**Exercise prompt:** What is needed here is every line of the records that includes "parser".

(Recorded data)
════════════════════

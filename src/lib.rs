//! Extended glob patterns with capture groups.
//!
//! Compiles a glob dialect into an anchored regular expression executed by
//! `fancy-regex`. A compiled [`Glob`] always matches whole strings, never
//! substrings. The pattern syntax:
//!
//! ```text
//! pattern:
//!     { term }
//!
//! term:
//!     `*`         any run of non-separator characters
//!     `**`        any run of characters, separators included
//!     `?`         any single non-separator character
//!     `[` [ `!` ] { character-range } `]`
//!                 character class (must be non-empty)
//!     `{` pattern-list `}`
//!                 pattern alternatives, comma-separated
//!     c           literal character c
//!     `\` c       literal character c, even when c is special
//!
//! character-range:
//!     c           single character (escapes allowed)
//!     lo `-` hi   characters between lo and hi inclusive
//!     `:` name `:`  POSIX class, e.g. `[:alpha:]`
//!
//! capture (pipe-separated alternatives, yields a capture group):
//!     `(` ... `)`, `@(` ... `)`   exactly one of
//!     `*(` ... `)`                zero or more of
//!     `+(` ... `)`                one or more of
//!     `?(` ... `)`                zero or one of
//!     `!(` ... `)`                none of
//! ```
//!
//! Separators are opt-in: with none configured, `*` and `?` match any
//! character.
//!
//! ```
//! let glob = exglob::compile("test/(a|b)/*.go", &['/']).unwrap();
//! assert!(glob.matches("test/a/x.go"));
//! let caps = glob.capture("test/b/y.go").unwrap();
//! assert_eq!(caps, vec!["test/b/y.go", "b"]);
//! ```

pub mod compiler;
pub mod error;
pub mod lexer;
pub mod parser;

pub use compiler::generate;
pub use error::Error;
pub use lexer::{Lexer, Token, TokenKind};
pub use parser::{parse, Node, NodeId, NodeKind, Quantifier, Tree};

/// Backtracking-step budget for one match. Overrunning it means the
/// pattern/input pair is pathological; the overrun is fatal, never
/// reported as "no match".
const BACKTRACK_LIMIT: usize = 1_000_000;

/// Glob metacharacters recognized by [`quote_meta`].
const SPECIAL: &[char] = &[
    '\\', '*', '?', '[', ']', '{', '}', '(', ')', '|', ',', '!', '@', '+', '-',
];

/// A compiled glob pattern. Immutable; safe to share across threads.
#[derive(Debug, Clone)]
pub struct Glob {
    regex: fancy_regex::Regex,
}

/// Compile `pattern` with the given separator set. An empty separator set
/// means `*` and `?` are unrestricted.
pub fn compile(pattern: &str, separators: &[char]) -> Result<Glob, Error> {
    let mut lexer = Lexer::new(pattern);
    let (tree, uses_negation) = parse(&mut lexer)?;
    let source = generate(&tree, separators, uses_negation)?;
    let regex = fancy_regex::RegexBuilder::new(&source)
        .backtrack_limit(BACKTRACK_LIMIT)
        .build()?;
    Ok(Glob { regex })
}

impl Glob {
    /// Whether `text` as a whole matches the pattern.
    ///
    /// Panics when the match overruns the backtracking budget: the result
    /// is unknown at that point and "false" would be a silent lie.
    pub fn matches(&self, text: &str) -> bool {
        match self.regex.is_match(text) {
            Ok(matched) => matched,
            Err(err) => panic!(
                "glob match aborted: {err} (regex {:?} against {} bytes)",
                self.regex.as_str(),
                text.len()
            ),
        }
    }

    /// Capture-group extraction. `None` when the whole pattern does not
    /// match; otherwise the full matched text followed by each capture
    /// group's text, in left-to-right order of group appearance in the
    /// pattern. Groups that did not participate yield empty strings.
    ///
    /// Panics on budget overrun, like [`Glob::matches`].
    pub fn capture(&self, text: &str) -> Option<Vec<String>> {
        let caps = match self.regex.captures(text) {
            Ok(caps) => caps,
            Err(err) => panic!(
                "glob capture aborted: {err} (regex {:?} against {} bytes)",
                self.regex.as_str(),
                text.len()
            ),
        }?;
        Some(
            (0..caps.len())
                .map(|i| {
                    caps.get(i)
                        .map(|m| m.as_str().to_string())
                        .unwrap_or_default()
                })
                .collect(),
        )
    }

    /// The generated regex source.
    pub fn regex_source(&self) -> &str {
        self.regex.as_str()
    }
}

/// Escape every glob metacharacter in `text` so it can be embedded in a
/// pattern as a literal. `quote_meta("*(foo*)")` returns `\*\(foo\*\)`.
pub fn quote_meta(text: &str) -> String {
    let mut out = String::with_capacity(2 * text.len());
    for c in text.chars() {
        if SPECIAL.contains(&c) {
            out.push('\\');
        }
        out.push(c);
    }
    out
}

#[cfg(test)]
mod tests {
    use super::*;

    #[test]
    fn test_quote_meta() {
        assert_eq!(quote_meta("*(foo*)"), r"\*\(foo\*\)");
        assert_eq!(quote_meta("plain"), "plain");
        assert_eq!(quote_meta("{a,b}|[c]"), r"\{a\,b\}\|\[c\]");
    }

    #[test]
    fn test_compile_smoke() {
        let glob = compile("a*c", &[]).unwrap();
        assert!(glob.matches("abc"));
        assert!(glob.matches("ac"));
        assert!(!glob.matches("ab"));
    }

    #[test]
    fn test_regex_source_is_anchored() {
        let glob = compile("a*", &[]).unwrap();
        let source = glob.regex_source();
        assert!(source.starts_with('^') && source.ends_with('$'));
    }

    #[test]
    fn test_glob_is_send_sync() {
        fn assert_send_sync<T: Send + Sync>() {}
        assert_send_sync::<Glob>();
    }
}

════════════════════

**Solution to the exercise:**
pub mod parser;
pub use parser::{parse, Node, NodeId, NodeKind, Quantifier, Tree};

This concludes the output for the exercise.